Ten years after a Pittsburgh Housing Authority police officer shot an unarmed motorist to death in the Armstrong Tunnels, a coalition yesterday alleged that Pittsburgh Police Chief Robert W. McNeilly Jr. and former top police officials might have broken the law in connection with the case and requested an independent investigation of their actions. The allegations were contained in a four-page letter by attorney Robert McClenahan that described a decadelong "miscarriage of justice" stemming from the April 6, 1995, shooting death of Jerry Jackson by John Paul Charmo. Mr. McClenahan, representing the Citizen Police Review Board, the Urban League of Pittsburgh and several other organizations, wrote that "malfeasance" by some members of the police bureau "has been officially ignored for a decade." The letter was hand-delivered to Allegheny County Common Pleas President Judge Joseph James, who has authority to ask the state attorney general to intervene. A copy was mailed to Attorney General Tom Corbett.

Mr. Charmo pleaded guilty in 2001 to involuntary manslaughter for shooting Mr. Jackson, 44, of Hazelwood, in the tunnels after police chased the stolen car he was driving following a traffic infraction. Mr. Charmo has said he fired his gun because Mr. Jackson spun his car 180 degrees inside the tight tunnels and came at him. However, evidence that was available but never presented during a 1995 coroner's inquest, but came to light four years later, showed the car could not have performed such a maneuver.

Mr. McClenahan alleges that Chief McNeilly, former Assistant Chief Craig Edwards and retired Cmdr. Ronald Freeman might have obstructed the administration of law and been in breach of their official duties by not coming forward with certain crucial evidence during the coroner's inquest. "Because these individuals did not come forward, the case was obstructed and the criminal justice system was corrupted," the letter said.

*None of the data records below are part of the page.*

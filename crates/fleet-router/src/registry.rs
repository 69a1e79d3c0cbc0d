//! Live worker handles keyed by identity.

use std::collections::HashMap;
use std::sync::Arc;

use fleet_types::WorkerId;
use tokio::sync::{OwnedSemaphorePermit, Semaphore};

use crate::worker::Worker;

/// A registered worker plus its admission limit.
///
/// Cheap to clone. The semaphore bounds how many `process` calls the
/// dispatcher runs on this worker at once.
#[derive(Clone)]
pub struct WorkerHandle {
    worker: Arc<dyn Worker>,
    permits: Arc<Semaphore>,
    max_in_flight: usize,
}

impl WorkerHandle {
    /// Wrap a worker, allowing at most `max_in_flight` concurrent tasks.
    pub fn new(worker: Arc<dyn Worker>, max_in_flight: usize) -> Self {
        let max_in_flight = max_in_flight.max(1);
        Self {
            worker,
            permits: Arc::new(Semaphore::new(max_in_flight)),
            max_in_flight,
        }
    }

    /// Worker identity.
    pub fn id(&self) -> &WorkerId {
        self.worker.id()
    }

    /// The underlying worker.
    pub fn worker(&self) -> &Arc<dyn Worker> {
        &self.worker
    }

    pub fn is_healthy(&self) -> bool {
        self.worker.is_healthy()
    }

    pub fn processed_count(&self) -> u64 {
        self.worker.processed_count()
    }

    pub fn load(&self) -> f64 {
        self.worker.load()
    }

    /// Tasks currently being processed through this handle.
    pub fn in_flight(&self) -> usize {
        self.max_in_flight - self.permits.available_permits()
    }

    /// Maximum concurrent tasks for this worker.
    pub fn max_in_flight(&self) -> usize {
        self.max_in_flight
    }

    /// Wait for an admission permit.
    pub(crate) async fn acquire(&self) -> Option<OwnedSemaphorePermit> {
        self.permits.clone().acquire_owned().await.ok()
    }
}

impl std::fmt::Debug for WorkerHandle {
    fn fmt(&self, f: &mut std::fmt::Formatter<'_>) -> std::fmt::Result {
        f.debug_struct("WorkerHandle")
            .field("id", self.id())
            .field("healthy", &self.is_healthy())
            .field("in_flight", &self.in_flight())
            .field("max_in_flight", &self.max_in_flight)
            .finish()
    }
}

/// Worker handles keyed by ID.
#[derive(Debug, Default)]
pub struct WorkerRegistry {
    workers: HashMap<WorkerId, WorkerHandle>,
}

impl WorkerRegistry {
    pub fn new() -> Self {
        Self::default()
    }

    /// Register a handle, returning the one it replaced.
    pub fn insert(&mut self, handle: WorkerHandle) -> Option<WorkerHandle> {
        self.workers.insert(handle.id().clone(), handle)
    }

    pub fn remove(&mut self, worker_id: &str) -> Option<WorkerHandle> {
        self.workers.remove(worker_id)
    }

    pub fn get(&self, worker_id: &str) -> Option<&WorkerHandle> {
        self.workers.get(worker_id)
    }

    pub fn contains(&self, worker_id: &str) -> bool {
        self.workers.contains_key(worker_id)
    }

    pub fn len(&self) -> usize {
        self.workers.len()
    }

    pub fn is_empty(&self) -> bool {
        self.workers.is_empty()
    }

    /// All handles, sorted by worker ID.
    pub fn handles(&self) -> Vec<WorkerHandle> {
        let mut handles: Vec<WorkerHandle> = self.workers.values().cloned().collect();
        handles.sort_by(|a, b| a.id().cmp(b.id()));
        handles
    }
}
//! Type-safe event bus for router outcomes.
//!
//! Routing and processing failures happen after `submit` has returned, so
//! the dispatcher reports them here. Any component can subscribe to the
//! event types it cares about without coupling to the dispatcher.
//!
//! # Design
//!
//! Each event type is a distinct struct implementing the [`Event`] marker
//! trait. The bus keeps a `HashMap<TypeId, Box<dyn Any>>` where each value is
//! a `tokio::sync::broadcast::Sender<E>`, created lazily on the first
//! `subscribe()` for that type.
//!
//! # Example
//!
//! ```rust
//! use fleet_types::events::{DropReason, EventBus, TaskDropped};
//! use fleet_types::TaskId;
//!
//! # tokio::runtime::Runtime::new().unwrap().block_on(async {
//! let bus = EventBus::new();
//! let mut rx = bus.subscribe::<TaskDropped>();
//!
//! bus.emit(TaskDropped {
//!     task_id: TaskId::from("task-01"),
//!     reason: DropReason::NoWorkersAvailable,
//! });
//!
//! let event = rx.recv().await.unwrap();
//! assert_eq!(event.task_id, TaskId::from("task-01"));
//! # });
//! ```

use std::any::{Any, TypeId};
use std::collections::HashMap;
use std::sync::{Arc, Mutex};
use std::time::Duration;

use tokio::sync::broadcast;
use tracing::warn;

use crate::{TaskId, WorkerId};

// ---------------------------------------------------------------------------
// Event trait
// ---------------------------------------------------------------------------

/// Marker trait for all events that can travel through the [`EventBus`].
pub trait Event: Any + Send + Sync + Clone + std::fmt::Debug + 'static {}

// ---------------------------------------------------------------------------
// Event types
// ---------------------------------------------------------------------------

/// Why a task was dropped without being processed.
#[derive(Clone, Debug, PartialEq, Eq)]
pub enum DropReason {
    /// The ring was empty at lookup time.
    NoWorkersAvailable,
    /// The routed worker failed its health check.
    WorkerUnhealthy(WorkerId),
    /// The routed worker's admission queue was full.
    WorkerSaturated(WorkerId),
    /// The task was still queued when the dispatcher stopped.
    Abandoned,
}

/// A task was routed and handed to a worker.
#[derive(Clone, Debug)]
pub struct TaskDispatched {
    /// The dispatched task.
    pub task_id: TaskId,
    /// The worker it was handed to.
    pub worker_id: WorkerId,
}
impl Event for TaskDispatched {}

/// A worker finished processing a task successfully.
#[derive(Clone, Debug)]
pub struct TaskCompleted {
    /// The completed task.
    pub task_id: TaskId,
    /// The worker that processed it.
    pub worker_id: WorkerId,
    /// Time spent inside `process`.
    pub elapsed: Duration,
}
impl Event for TaskCompleted {}

/// A worker reported a failure while processing a task.
#[derive(Clone, Debug)]
pub struct TaskFailed {
    /// The failed task.
    pub task_id: TaskId,
    /// The worker that failed it.
    pub worker_id: WorkerId,
    /// Rendered error.
    pub error: String,
}
impl Event for TaskFailed {}

/// A task left the router without reaching a worker.
#[derive(Clone, Debug)]
pub struct TaskDropped {
    /// The dropped task.
    pub task_id: TaskId,
    /// Why it was dropped.
    pub reason: DropReason,
}
impl Event for TaskDropped {}

/// A worker was added to the ring (or re-added, replacing its vnodes).
#[derive(Clone, Debug)]
pub struct WorkerJoined {
    /// The worker that joined.
    pub worker_id: WorkerId,
    /// Number of virtual nodes it owns.
    pub vnodes: u16,
}
impl Event for WorkerJoined {}

/// A worker was removed from the ring.
#[derive(Clone, Debug)]
pub struct WorkerLeft {
    /// The worker that left.
    pub worker_id: WorkerId,
}
impl Event for WorkerLeft {}

// ---------------------------------------------------------------------------
// EventBus
// ---------------------------------------------------------------------------

/// Default broadcast channel capacity.
const DEFAULT_CHANNEL_CAPACITY: usize = 1024;

struct EventBusInner {
    channels: HashMap<TypeId, Box<dyn Any + Send + Sync>>,
}

/// A type-safe event bus.
///
/// Clonable (`Arc` inside). Thread-safe. Non-blocking emits.
#[derive(Clone)]
pub struct EventBus {
    inner: Arc<Mutex<EventBusInner>>,
}

impl EventBus {
    /// Create a new empty event bus.
    pub fn new() -> Self {
        Self {
            inner: Arc::new(Mutex::new(EventBusInner {
                channels: HashMap::new(),
            })),
        }
    }

    /// Emit an event to all current subscribers of type `E`.
    ///
    /// Non-blocking: with no subscribers the event is dropped.
    pub fn emit<E: Event>(&self, event: E) {
        let inner = self.inner.lock().expect("event bus lock poisoned");

        if let Some(sender) = inner
            .channels
            .get(&TypeId::of::<E>())
            .and_then(|boxed| boxed.downcast_ref::<broadcast::Sender<E>>())
        {
            // Err only means nobody is listening right now.
            let _ = sender.send(event);
        }
    }

    /// Subscribe to events of type `E`.
    ///
    /// Only events emitted after this call are received.
    pub fn subscribe<E: Event>(&self) -> EventReceiver<E> {
        let mut inner = self.inner.lock().expect("event bus lock poisoned");

        let sender = inner
            .channels
            .entry(TypeId::of::<E>())
            .or_insert_with(|| {
                let (tx, _) = broadcast::channel::<E>(DEFAULT_CHANNEL_CAPACITY);
                Box::new(tx)
            })
            .downcast_ref::<broadcast::Sender<E>>()
            .expect("type mismatch in event bus");

        EventReceiver {
            rx: sender.subscribe(),
        }
    }
}

impl Default for EventBus {
    fn default() -> Self {
        Self::new()
    }
}

impl std::fmt::Debug for EventBus {
    fn fmt(&self, f: &mut std::fmt::Formatter<'_>) -> std::fmt::Result {
        let inner = self.inner.lock().expect("event bus lock poisoned");
        f.debug_struct("EventBus")
            .field("channel_count", &inner.channels.len())
            .finish()
    }
}

// ---------------------------------------------------------------------------
// EventReceiver
// ---------------------------------------------------------------------------

/// Typed receiver for a specific event type.
pub struct EventReceiver<E: Event> {
    rx: broadcast::Receiver<E>,
}

impl<E: Event> EventReceiver<E> {
    /// Wait for the next event.
    ///
    /// Returns `None` once the bus has been dropped. Lagged events are
    /// skipped with a warning.
    pub async fn recv(&mut self) -> Option<E> {
        loop {
            match self.rx.recv().await {
                Ok(event) => return Some(event),
                Err(broadcast::error::RecvError::Lagged(n)) => {
                    warn!(
                        skipped = n,
                        event_type = std::any::type_name::<E>(),
                        "event receiver lagged"
                    );
                }
                Err(broadcast::error::RecvError::Closed) => return None,
            }
        }
    }

    /// Return the next event if one is already buffered.
    pub fn try_recv(&mut self) -> Option<E> {
        loop {
            match self.rx.try_recv() {
                Ok(event) => return Some(event),
                Err(broadcast::error::TryRecvError::Lagged(_)) => continue,
                Err(_) => return None,
            }
        }
    }
}

// ---------------------------------------------------------------------------
// Tests
// ---------------------------------------------------------------------------
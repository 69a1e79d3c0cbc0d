//! Consistent hashing ring for deterministic task routing.
//!
//! This crate implements a consistent hash ring that maps routing keys (task
//! IDs) to worker IDs. It is a pure data structure: no locking, no I/O.
//! Adding or removing a worker only moves the keys in the arcs that worker
//! gains or loses, and [`Ring::diff`] reports exactly which keys moved.
//!
//! The ring uses virtual nodes (vnodes): each worker gets `R` positions on a
//! `u32` ring, `crc32("{worker_id}#{i}")` for `i in 0..R`, so positions are
//! stable across process runs. More vnodes per worker gives a more uniform
//! key distribution at the cost of a larger ring and slower mutations.

mod ring;

pub use ring::{Remap, Ring, key_position, vnode_position};
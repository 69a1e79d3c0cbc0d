//! Error types for routing and processing.

use fleet_types::WorkerId;

/// Failure reported by a worker while processing a task.
#[derive(Debug, Clone, PartialEq, Eq, thiserror::Error)]
pub enum ProcessError {
    /// The worker was unhealthy when the task reached it.
    #[error("worker {worker_id} is not healthy")]
    Unhealthy {
        /// The refusing worker.
        worker_id: WorkerId,
    },

    /// The worker attempted the task and failed.
    #[error("worker {worker_id} failed: {reason}")]
    Failed {
        /// The failing worker.
        worker_id: WorkerId,
        /// Worker-supplied description.
        reason: String,
    },
}

/// Errors produced by the router.
///
/// Only [`RouterError::QueueFull`] and [`RouterError::Stopped`] ever reach a
/// `submit` caller. The rest are produced inside the dispatch loop and
/// surface through stats, events and logs.
#[derive(Debug, Clone, PartialEq, Eq, thiserror::Error)]
pub enum RouterError {
    /// The bounded task queue is at capacity. Not retried internally.
    #[error("task queue is full (capacity {capacity})")]
    QueueFull {
        /// Configured queue capacity.
        capacity: usize,
    },

    /// The ring had no workers at lookup time.
    #[error("no workers available")]
    NoWorkersAvailable,

    /// The routed worker failed its health check.
    #[error("worker {worker_id} is not healthy")]
    WorkerUnhealthy {
        /// The worker the task was routed to.
        worker_id: WorkerId,
    },

    /// A worker reported a processing failure.
    #[error("process error: {0}")]
    Process(#[from] ProcessError),

    /// `start` was called on a running dispatcher.
    #[error("dispatcher already started")]
    AlreadyStarted,

    /// The dispatcher has been stopped and accepts no more work.
    #[error("dispatcher stopped")]
    Stopped,
}
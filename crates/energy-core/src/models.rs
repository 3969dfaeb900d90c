//! Core data models for energy estimation

use crate::decompose::{EfficiencyTier, LoadBreakdown};
use serde::{Deserialize, Serialize};
use std::fmt;

/// What produced a prediction
#[derive(Debug, Clone, Copy, PartialEq, Eq, Hash, Serialize, Deserialize)]
#[serde(rename_all = "lowercase")]
pub enum EstimatorKind {
    /// A trained regression model
    Model,
    /// Explicitly configured demo estimator, not model-derived
    Placeholder,
}

impl EstimatorKind {
    pub fn as_str(&self) -> &'static str {
        match self {
            EstimatorKind::Model => "model",
            EstimatorKind::Placeholder => "placeholder",
        }
    }
}

impl fmt::Display for EstimatorKind {
    fn fmt(&self, f: &mut fmt::Formatter<'_>) -> fmt::Result {
        f.write_str(self.as_str())
    }
}

/// Result of one successful inference
///
/// Created once per call and never mutated. `cooling_load` and
/// `heating_load` come from a fixed heuristic split of `predicted_value`,
/// not from the model.
#[derive(Debug, Clone, PartialEq, Serialize, Deserialize)]
pub struct EnergyEstimate {
    predicted_value: f64,
    cooling_load: f64,
    heating_load: f64,
    efficiency_tier: EfficiencyTier,
    estimator: EstimatorKind,
    model_version: String,
}

impl EnergyEstimate {
    pub(crate) fn new(
        predicted_value: f64,
        breakdown: LoadBreakdown,
        estimator: EstimatorKind,
        model_version: impl Into<String>,
    ) -> Self {
        Self {
            predicted_value,
            cooling_load: breakdown.cooling_load,
            heating_load: breakdown.heating_load,
            efficiency_tier: breakdown.efficiency_tier,
            estimator,
            model_version: model_version.into(),
        }
    }

    /// Predicted energy consumption in kWh/m²
    pub fn predicted_value(&self) -> f64 {
        self.predicted_value
    }

    pub fn cooling_load(&self) -> f64 {
        self.cooling_load
    }

    pub fn heating_load(&self) -> f64 {
        self.heating_load
    }

    pub fn efficiency_tier(&self) -> EfficiencyTier {
        self.efficiency_tier
    }

    pub fn estimator(&self) -> EstimatorKind {
        self.estimator
    }

    /// True when the value did not come from a trained model
    pub fn is_placeholder(&self) -> bool {
        self.estimator == EstimatorKind::Placeholder
    }

    pub fn model_version(&self) -> &str {
        &self.model_version
    }
}
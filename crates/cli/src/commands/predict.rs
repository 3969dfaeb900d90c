//! Energy prediction command

use anyhow::{Context, Result};
use chrono::Utc;
use colored::Colorize;
use energy_core::{
    load_model, ChartData, DecomposerConfig, ImpactWeights, InferenceService, LoadDecomposer,
    ModelConfig, ModelSlot, RawParameters,
};
use tabled::Tabled;

use crate::client::{ApiClient, PredictionResponse};
use crate::output::{
    bar, color_tier, format_energy, format_percent, print_heading, print_info, print_json,
    print_warning, render_table, OutputFormat,
};

/// Row for the feature impact table
#[derive(Tabled)]
struct ImpactRow {
    #[tabled(rename = "Parameter")]
    parameter: String,
    #[tabled(rename = "Weight")]
    weight: String,
    #[tabled(rename = "Position in range")]
    position: String,
    #[tabled(rename = "Impact")]
    impact: String,
}

/// Ask the server for a prediction
pub async fn predict_remote(client: &ApiClient, raw: &RawParameters, format: OutputFormat) -> Result<()> {
    let result = client.predict(raw).await?;
    render(&result, format)
}

/// Load the model in-process and run one prediction
pub fn predict_local(
    model_config: &ModelConfig,
    decomposer: DecomposerConfig,
    raw: &RawParameters,
    format: OutputFormat,
) -> Result<()> {
    let result = run_local(model_config, decomposer, raw)?;
    render(&result, format)
}

fn run_local(
    model_config: &ModelConfig,
    decomposer: DecomposerConfig,
    raw: &RawParameters,
) -> Result<PredictionResponse> {
    let model = load_model(model_config).context("Failed to load model")?;
    let decomposer = LoadDecomposer::with_config(decomposer)?;
    let service = InferenceService::new(ModelSlot::from(model), decomposer);

    let params = service.validate(raw)?;
    let estimate = service.infer(&params)?;
    let chart = ChartData::from_estimate(&params, &estimate, &ImpactWeights::default());

    Ok(PredictionResponse {
        estimate,
        chart,
        generated_at: Utc::now(),
    })
}

fn render(result: &PredictionResponse, format: OutputFormat) -> Result<()> {
    match format {
        OutputFormat::Json => print_json(result)?,
        OutputFormat::Table => {
            let estimate = &result.estimate;

            print_heading("Energy Estimate", 60);
            println!(
                "Predicted consumption:  {}",
                format_energy(estimate.predicted_value()).cyan()
            );
            println!("Cooling load:           {}", format_energy(estimate.cooling_load()));
            println!("Heating load:           {}", format_energy(estimate.heating_load()));
            println!(
                "Efficiency tier:        {} ({})",
                color_tier(estimate.efficiency_tier()),
                estimate.efficiency_tier().description()
            );
            println!(
                "Model:                  {} ({})",
                estimate.model_version(),
                estimate.estimator()
            );
            println!();

            if estimate.is_placeholder() {
                print_warning("Placeholder estimate: not derived from a trained model");
                println!();
            }

            println!("{}", "Load Breakdown".bold());
            println!("{}", "-".repeat(60));
            let total = estimate.predicted_value();
            for point in &result.chart.load_breakdown {
                let share = if total != 0.0 { point.value / total } else { 0.0 };
                println!(
                    "{:<8} {} {}",
                    point.label,
                    bar(share, 30),
                    format_energy(point.value)
                );
            }
            println!();

            let rows: Vec<ImpactRow> = result
                .chart
                .feature_impacts
                .iter()
                .map(|impact| ImpactRow {
                    parameter: impact.label.clone(),
                    weight: format!("{:.2}", impact.weight),
                    position: format!("{} {}", bar(impact.position, 10), format_percent(impact.position)),
                    impact: format!("{:.3}", impact.score),
                })
                .collect();

            println!("{}", "Feature Impact".bold());
            println!("{}", render_table(rows));
            print_info("Impact weights are illustrative, not derived from the model");
        }
    }

    Ok(())
}

#[cfg(test)]
mod tests {
    use super::*;
    use energy_core::{EfficiencyTier, EstimatorKind, Feature, ModelFormat, TierScheme};
    use std::io::Write;

    fn height_model_file() -> tempfile::NamedTempFile {
        let mut file = tempfile::Builder::new().suffix(".json").tempfile().unwrap();
        file.write_all(br#"{"version": "cli-test", "coefficients": [0, 0, 0, 0, 5, 0, 0, 0], "intercept": 0}"#)
            .unwrap();
        file
    }

    #[test]
    fn test_local_prediction_from_json_artifact() {
        let file = height_model_file();
        let mut raw = RawParameters::default();
        raw.set(Feature::OverallHeight, 3.0);

        let result = run_local(
            &ModelConfig::from_path(file.path()),
            DecomposerConfig::default(),
            &raw,
        )
        .unwrap();

        assert_eq!(result.estimate.predicted_value(), 15.0);
        assert_eq!(result.estimate.efficiency_tier(), EfficiencyTier::Excellent);
        assert_eq!(result.estimate.model_version(), "cli-test");
        assert_eq!(result.estimate.estimator(), EstimatorKind::Model);
    }

    #[test]
    fn test_local_prediction_uses_tier_scheme() {
        let file = height_model_file();
        let mut raw = RawParameters::default();
        raw.set(Feature::OverallHeight, 4.4);

        let decomposer = DecomposerConfig {
            tier_scheme: TierScheme::Relaxed,
            ..Default::default()
        };
        let result = run_local(&ModelConfig::from_path(file.path()), decomposer, &raw).unwrap();

        // 22.0 is GOOD under the standard scheme
        assert_eq!(result.estimate.efficiency_tier(), EfficiencyTier::Excellent);
    }

    #[test]
    fn test_local_validation_error_names_field() {
        let mut raw = RawParameters::default();
        raw.set(Feature::Orientation, 7.0);

        let config = ModelConfig {
            format: ModelFormat::Placeholder,
            ..Default::default()
        };
        let err = run_local(&config, DecomposerConfig::default(), &raw).unwrap_err();
        assert!(err.to_string().contains("orientation"));
    }

    #[test]
    fn test_missing_artifact_is_an_error() {
        let err = run_local(
            &ModelConfig::from_path("/nonexistent/model.json"),
            DecomposerConfig::default(),
            &RawParameters::default(),
        )
        .unwrap_err();
        assert!(err.to_string().contains("Failed to load model"));
    }
}
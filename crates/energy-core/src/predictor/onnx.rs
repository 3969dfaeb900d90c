//! ONNX Runtime inference using tract
//!
//! Runs an ONNX export of the regression model (e.g. from skl2onnx) with
//! tract-onnx. The graph is optimized for a fixed `[1, 8]` f32 input, so a
//! batch is evaluated one row at a time.

use super::{ModelOutput, PredictiveModel};
use crate::error::{InferenceError, ModelLoadError};
use crate::params::{FeatureVector, FEATURE_COUNT};
use std::time::Instant;
use tract_onnx::prelude::*;
use tracing::{debug, warn};

/// Maximum inference latency before warning
const MAX_INFERENCE_MS: u128 = 5;

type TractModel = SimplePlan<TypedFact, Box<dyn TypedOp>, Graph<TypedFact, Box<dyn TypedOp>>>;

/// ONNX-based regression model
pub struct OnnxModel {
    model: TractModel,
    version: String,
}

impl OnnxModel {
    /// Create a model from ONNX bytes
    pub fn new(model_bytes: &[u8], version: impl Into<String>) -> Result<Self, ModelLoadError> {
        let model = Self::load_model(model_bytes).map_err(|e| ModelLoadError::Onnx(format!("{:#}", e)))?;
        Ok(Self {
            model,
            version: version.into(),
        })
    }

    /// Load and optimize an ONNX model from bytes
    fn load_model(model_bytes: &[u8]) -> TractResult<TractModel> {
        tract_onnx::onnx()
            .model_for_read(&mut std::io::Cursor::new(model_bytes))?
            .with_input_fact(0, f32::fact([1, FEATURE_COUNT]).into())?
            .into_optimized()?
            .into_runnable()
    }

    fn row_to_tensor(row: &FeatureVector) -> Result<Tensor, InferenceError> {
        let data: Vec<f32> = row.iter().map(|v| *v as f32).collect();
        tract_ndarray::Array2::from_shape_vec((1, FEATURE_COUNT), data)
            .map(Into::into)
            .map_err(|e| InferenceError::ModelFailure(e.to_string()))
    }

    fn run_row(&self, row: &FeatureVector) -> Result<f64, InferenceError> {
        let input = Self::row_to_tensor(row)?;
        let result = self
            .model
            .run(tvec!(input.into()))
            .map_err(|e| InferenceError::ModelFailure(format!("{:#}", e)))?;
        let output = result
            .first()
            .ok_or_else(|| InferenceError::UnexpectedOutputShape("no output from model".to_string()))?;
        tensor_value(output)
    }
}

/// Extract the single regression value of one row
///
/// Regression exports produce `[1, 1]`, `[1]` or a rank-0 tensor.
fn tensor_value(output: &Tensor) -> Result<f64, InferenceError> {
    let view = output
        .to_array_view::<f32>()
        .map_err(|e| InferenceError::ModelFailure(format!("{:#}", e)))?;
    let shape = view.shape().to_vec();
    match shape.as_slice() {
        [] | [1] | [1, 1] => view
            .iter()
            .next()
            .map(|v| f64::from(*v))
            .ok_or_else(|| InferenceError::UnexpectedOutputShape(format!("{:?}", shape))),
        _ => Err(InferenceError::UnexpectedOutputShape(format!(
            "expected one value per row, got tensor shape {:?}",
            shape
        ))),
    }
}

impl PredictiveModel for OnnxModel {
    fn predict(&self, rows: &[FeatureVector]) -> Result<ModelOutput, InferenceError> {
        let start = Instant::now();

        let values = rows
            .iter()
            .map(|row| self.run_row(row))
            .collect::<Result<Vec<_>, _>>()?;

        let elapsed = start.elapsed();
        if elapsed.as_millis() > MAX_INFERENCE_MS {
            warn!(elapsed_ms = elapsed.as_millis(), "Inference exceeded {}ms target", MAX_INFERENCE_MS);
        } else {
            debug!(elapsed_us = elapsed.as_micros(), rows = rows.len(), "Inference completed");
        }

        Ok(ModelOutput::Batch(values))
    }

    fn model_version(&self) -> &str {
        &self.version
    }
}
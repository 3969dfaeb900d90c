//! Configuration management for the CLI

use anyhow::{Context, Result};
use serde::{Deserialize, Serialize};
use std::path::{Path, PathBuf};

/// Model artifact used for local predictions when nothing else is given
pub const DEFAULT_MODEL_PATH: &str = "models/linear_regression_model.json";

/// CLI configuration, read from `<config dir>/energy/config.json`
#[derive(Debug, Clone, Serialize, Deserialize, Default)]
pub struct Config {
    /// Server URL for remote predictions
    pub api_url: Option<String>,
    /// Model artifact for local predictions
    pub model_path: Option<PathBuf>,
    /// Expected hex SHA-256 of the model artifact
    pub model_sha256: Option<String>,
}

impl Config {
    /// Load configuration from the user config directory
    pub fn load() -> Result<Self> {
        match Self::config_path() {
            Some(path) => Self::load_from(&path),
            None => Ok(Self::default()),
        }
    }

    /// Load configuration from a file; a missing file yields the defaults
    pub fn load_from(path: &Path) -> Result<Self> {
        if !path.exists() {
            return Ok(Self::default());
        }

        let content = std::fs::read_to_string(path)
            .with_context(|| format!("Failed to read config file {}", path.display()))?;

        serde_json::from_str(&content).context("Failed to parse config file")
    }

    /// Model artifact for local predictions
    pub fn model_path(&self) -> PathBuf {
        self.model_path
            .clone()
            .unwrap_or_else(|| PathBuf::from(DEFAULT_MODEL_PATH))
    }

    fn config_path() -> Option<PathBuf> {
        dirs_next::config_dir().map(|dir| dir.join("energy").join("config.json"))
    }
}
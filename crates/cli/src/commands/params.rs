//! Parameter listing command

use anyhow::Result;
use tabled::Tabled;

use crate::client::{ApiClient, FieldSpecView};
use crate::output::{print_heading, print_json, render_table, OutputFormat};

/// Row for the parameters table
#[derive(Tabled)]
struct ParamRow {
    #[tabled(rename = "Flag")]
    flag: String,
    #[tabled(rename = "Parameter")]
    label: String,
    #[tabled(rename = "Type")]
    kind: String,
    #[tabled(rename = "Range")]
    range: String,
    #[tabled(rename = "Default")]
    default: String,
}

impl From<&FieldSpecView> for ParamRow {
    fn from(field: &FieldSpecView) -> Self {
        let unit = if field.unit.is_empty() {
            String::new()
        } else {
            format!(" {}", field.unit)
        };
        Self {
            flag: format!("--{}", field.name.replace('_', "-")),
            label: field.label.clone(),
            kind: field.kind.clone(),
            range: format!("[{}, {}]{}", field.range.min, field.range.max, unit),
            default: field.default.to_string(),
        }
    }
}

/// List the design parameters, from the server when a client is given
pub async fn show_params(client: Option<&ApiClient>, format: OutputFormat) -> Result<()> {
    let fields = match client {
        Some(client) => client.parameters().await?,
        None => energy_core::FIELD_SPECS.iter().map(FieldSpecView::from).collect(),
    };

    match format {
        OutputFormat::Json => print_json(&fields)?,
        OutputFormat::Table => {
            print_heading("Building Design Parameters", 60);
            let rows: Vec<ParamRow> = fields.iter().map(ParamRow::from).collect();
            println!("{}", render_table(rows));
        }
    }

    Ok(())
}
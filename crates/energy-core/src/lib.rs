//! Building energy-consumption inference core
//!
//! This crate provides:
//! - Validation of the eight building design parameters
//! - Pluggable predictive model backends (JSON linear model, ONNX)
//! - Cooling/heating load decomposition and efficiency tiers
//! - Chart-ready aggregation, health checks and observability

pub mod chart;
pub mod decompose;
pub mod error;
pub mod health;
pub mod models;
pub mod observability;
pub mod params;
pub mod predictor;
pub mod service;

pub use chart::{ChartData, ImpactWeights};
pub use decompose::{DecomposerConfig, EfficiencyTier, LoadDecomposer, TierScheme};
pub use error::{EstimateError, InferenceError, ModelLoadError, ValidationError};
pub use health::{ComponentHealth, ComponentStatus, HealthRegistry, HealthResponse, ReadinessResponse};
pub use models::{EnergyEstimate, EstimatorKind};
pub use observability::{PredictorMetrics, StructuredLogger};
pub use params::{Feature, FieldSpec, ParameterSet, RawParameters, FIELD_SPECS};
pub use predictor::{load_model, ModelConfig, ModelFormat, ModelSlot, PredictiveModel};
pub use service::{InferenceService, InferenceStage};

Mr. McClenahan, former chairman of the Pittsburgh Commission on Human Relations, claims that interviews, photographs and crime lab reports went missing from the Jackson case file, but does not allege who took them. He also suggested that the law was broken when accident investigators were not called to reconstruct the accident scene, allegedly in violation of a standing Police Bureau order.

In response to the letter, Chief McNeilly said in a statement that he welcomed an investigation but discounted the legitimacy of any complaints. "I find it interesting that the timing of these unfounded accusations coincides with the changing of the city's administration and that some individuals who have animosity toward me are using it to discredit me," Chief McNeilly said. Mr. Freeman also said he would cooperate with an investigation. "I welcome any legitimate independent investigation into this and I'll cooperate in any way without benefit of counsel," Mr. Freeman said. "I have nothing to hide."

The letter was supported by the Black Political Empowerment Project, the Urban League of Pittsburgh, the Pittsburgh Commission on Human Relations, the Citizen Police Review Board and city police officers Charles Bosetti and Robert Swartzwelder.